January 17, 2018 | ‎א׳ בשבט ה׳תשע״ח‎

Scroll to top


My Strive for Perfection During Rosh Hashanah

My Strive for Perfection During Rosh Hashanah

When I was growing up, Rosh Hashanah was like any other day of the year. Until I was a bat mitzvah, I had no idea when the festival even was, and I hadn’t set foot in a synagogue before.

As I grew older and began to learn about Judaism, I became more fascinated with the holidays. I wanted to explore the beautiful prayers, the blowing of the shofar, and the delicious recipes. To me, it sounded like perfection.

The images of beautiful and serene families and warm communities were a far cry from the reality of my life, and I saw no better way to connect with my roots than through the laws and rituals of the holidays.

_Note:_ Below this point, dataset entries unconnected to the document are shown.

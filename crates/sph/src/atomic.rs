//! Lock-free floating point accumulators.
//!
//! Density and acceleration are shared-mutable across workers during a pass: a
//! particle can be the primary `i` on one worker while another worker adds a
//! pair contribution to it as `j`. All writes go through a CAS loop on the
//! `f32` bit pattern so no update is ever lost.
//!
//! Orderings are `Relaxed` because the only cross-thread reads happen after the
//! enclosing rayon loop returns, which already synchronizes every worker.

use glam::Vec3;
use std::sync::atomic::{AtomicU32, Ordering};

/// An `f32` supporting atomic addition.
#[derive(Debug, Default)]
pub struct AtomicF32(AtomicU32);

impl AtomicF32 {
    pub fn new(value: f32) -> Self {
        Self(AtomicU32::new(value.to_bits()))
    }

    #[inline]
    pub fn load(&self) -> f32 {
        f32::from_bits(self.0.load(Ordering::Relaxed))
    }

    #[inline]
    pub fn store(&self, value: f32) {
        self.0.store(value.to_bits(), Ordering::Relaxed);
    }

    /// Add `delta`, returning the previous value.
    #[inline]
    pub fn fetch_add(&self, delta: f32) -> f32 {
        let mut current = self.0.load(Ordering::Relaxed);
        loop {
            let next = (f32::from_bits(current) + delta).to_bits();
            match self
                .0
                .compare_exchange_weak(current, next, Ordering::Relaxed, Ordering::Relaxed)
            {
                Ok(previous) => return f32::from_bits(previous),
                Err(actual) => current = actual,
            }
        }
    }
}

/// Three [`AtomicF32`] components updated independently.
#[derive(Debug, Default)]
pub struct AtomicVec3 {
    pub x: AtomicF32,
    pub y: AtomicF32,
    pub z: AtomicF32,
}

impl AtomicVec3 {
    pub fn new(v: Vec3) -> Self {
        Self {
            x: AtomicF32::new(v.x),
            y: AtomicF32::new(v.y),
            z: AtomicF32::new(v.z),
        }
    }

    #[inline]
    pub fn load(&self) -> Vec3 {
        Vec3::new(self.x.load(), self.y.load(), self.z.load())
    }

    #[inline]
    pub fn store(&self, v: Vec3) {
        self.x.store(v.x);
        self.y.store(v.y);
        self.z.store(v.z);
    }

    /// Componentwise atomic add. The vector as a whole is not updated atomically.
    #[inline]
    pub fn add(&self, v: Vec3) {
        self.x.fetch_add(v.x);
        self.y.fetch_add(v.y);
        self.z.fetch_add(v.z);
    }

    /// Componentwise atomic subtract.
    #[inline]
    pub fn sub(&self, v: Vec3) {
        self.add(-v);
    }
}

In the years that followed, perfection remained on my mind. I began attending a Reform synagogue and felt that I should start doing the Jewish High Holy Days properly. I went to evening services, bought sweet biscuits and cakes, and dipped apples in honey.

But something was missing. I wasn’t quite sure what it was. The warmth of community? The beauty of a Jewish family? I couldn’t place my finger on it, but Rosh Hashanah wasn’t perfect, and so I decided that the next year, it would be.

My life changed immeasurably over the following year. It was marked by family feuds, fallings-out, and violence. By the time Rosh Hashanah arrived, I was a wreck.

I decided that I needed a fresh start, and became more determined than ever to have a perfect holiday.

The kind of perfection I grew up with, however, was almost neurotic, marked by routines, ritual, and usually unhappiness. But I didn’t know of anything else, so I set to writing timetables and lists and planning the holiday.

It didn’t go as planned. I sat and read Tehillim and dipped challah in honey. I was 18-years-old and living with my family, who didn’t care for the rituals of Judaism and made their feelings all too clear.

Disappointed and lonely, I became absorbed with the imperfection of my surroundings and didn’t think to look within. There was no festive meal, no davening in shul (synagogue)– just me and my thoughts and prayers, surrounded by the chaos and confusion that comes with a dysfunctional family who is diametrically opposed to anything that resembles Orthodoxy. 

In retrospect, it was one of the most difficult times in my life. The next year, I resolved, my life would be completely different. It would be perfect.

It’s now Elul 5777. A year later. A world apart. And as I hear my friends discussing recipes and seating plans, I sit back and smile.

The past year has been a rollercoaster: there have been exhilarating highs and heartbreaking lows. Throughout the anguish, loss, grief, and illness, as well as the euphoria and joy, I have learned that it’s not what’s on the outside that matters.

No one is truly perfect. Not the married women who host 50 people for holiday meals, not my non-observant family, and not me. In ways, I have witnessed more in the past 12 months than in the 18 years that preceded them, and I have learned that all I can do is trust in G-d. 

I’m at peace with the holiday, and at peace with my faith. I recognize the true nature of perfection, and it’s something that can’t be governed by timetables or menus. It’s governed by emotion: by awe and love for G-d.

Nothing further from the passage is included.